Retype the data below without altering anything.

(Saved entries)
■ ■ ■

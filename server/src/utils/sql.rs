//! SQL utility functions

/// Escape character declared in every `LIKE ... ESCAPE` clause we emit
pub const LIKE_ESCAPE_CHAR: char = '\\';

/// Escape SQL LIKE metacharacters (%, _, \) in user input
///
/// Use this when building LIKE patterns from user input to prevent
/// unintended pattern matching.
///
/// # Example
///
/// ```
/// use im_server::utils::sql::escape_like_pattern;
///
/// let user_input = "100% match_test";
/// let pattern = format!("%{}%", escape_like_pattern(user_input));
/// assert_eq!(pattern, "%100\\% match\\_test%");
/// ```
pub fn escape_like_pattern(s: &str) -> String {
    let mut out = String::with_capacity(s.len());
    for c in s.chars() {
        if matches!(c, '%' | '_') || c == LIKE_ESCAPE_CHAR {
            out.push(LIKE_ESCAPE_CHAR);
        }
        out.push(c);
    }
    out
}

/// `<expr> LIKE ? ESCAPE '\'`, matching the escaping of [`escape_like_pattern`]
pub fn like_clause(expr: &str) -> String {
    format!("{} LIKE ? ESCAPE '{}'", expr, LIKE_ESCAPE_CHAR)
}

/// Normalize a free-text term for case-insensitive matching.
///
/// Trims surrounding whitespace and folds ASCII letters only, the same way
/// SQLite's `LOWER()` does. Pair with `LOWER(column)`.
pub fn simplify_term(s: &str) -> String {
    s.trim().to_ascii_lowercase()
}

/// Build a bound `%term%` substring pattern from raw user input.
///
/// The term is simplified and its LIKE metacharacters are neutralized, so a
/// literal `%` or `_` in the input only ever matches itself.
pub fn contains_pattern(term: &str) -> String {
    format!("%{}%", escape_like_pattern(&simplify_term(term)))
}

/// `?, ?, ?` for an `IN (...)` list of `n` bound values
pub fn placeholders(n: usize) -> String {
    vec!["?"; n].join(", ")
}

/// Quote an identifier for SQLite (`group` and `user` are reserved words).
pub fn quote_ident(ident: &str) -> String {
    format!("\"{}\"", ident.replace('"', "\"\""))
}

■ ■ ■

Answer space –
filename server/src/utils/sql.rs
//! SQL utility functions

/// Escape character declared in every `LIKE ... ESCAPE` clause we emit
pub const LIKE_ESCAPE_CHAR: char = '\\';

/// Escape SQL LIKE metacharacters (%, _, \) in user input
///
/// Use this when building LIKE patterns from user input to prevent
/// unintended pattern matching.
///
/// # Example
///
/// ```
/// use im_server::utils::sql::escape_like_pattern;
///
/// let user_input = "100% match_test";
/// let pattern = format!("%{}%", escape_like_pattern(user_input));
/// assert_eq!(pattern, "%100\\% match\\_test%");
/// ```
pub fn escape_like_pattern(s: &str) -> String {
    let mut out = String::with_capacity(s.len());
    for c in s.chars() {
        if matches!(c, '%' | '_') || c == LIKE_ESCAPE_CHAR {
            out.push(LIKE_ESCAPE_CHAR);
        }
        out.push(c);
    }
    out
}

/// `<expr> LIKE ? ESCAPE '\'`, matching the escaping of [`escape_like_pattern`]
pub fn like_clause(expr: &str) -> String {
    format!("{} LIKE ? ESCAPE '{}'", expr, LIKE_ESCAPE_CHAR)
}

/// Normalize a free-text term for case-insensitive matching.
///
/// Trims surrounding whitespace and folds ASCII letters only, the same way
/// SQLite's `LOWER()` does. Pair with `LOWER(column)`.
pub fn simplify_term(s: &str) -> String {
    s.trim().to_ascii_lowercase()
}

/// Build a bound `%term%` substring pattern from raw user input.
///
/// The term is simplified and its LIKE metacharacters are neutralized, so a
/// literal `%` or `_` in the input only ever matches itself.
pub fn contains_pattern(term: &str) -> String {
    format!("%{}%", escape_like_pattern(&simplify_term(term)))
}

/// `?, ?, ?` for an `IN (...)` list of `n` bound values
pub fn placeholders(n: usize) -> String {
    vec!["?"; n].join(", ")
}

/// Quote an identifier for SQLite (`group` and `user` are reserved words).
pub fn quote_ident(ident: &str) -> String {
    format!("\"{}\"", ident.replace('"', "\"\""))
}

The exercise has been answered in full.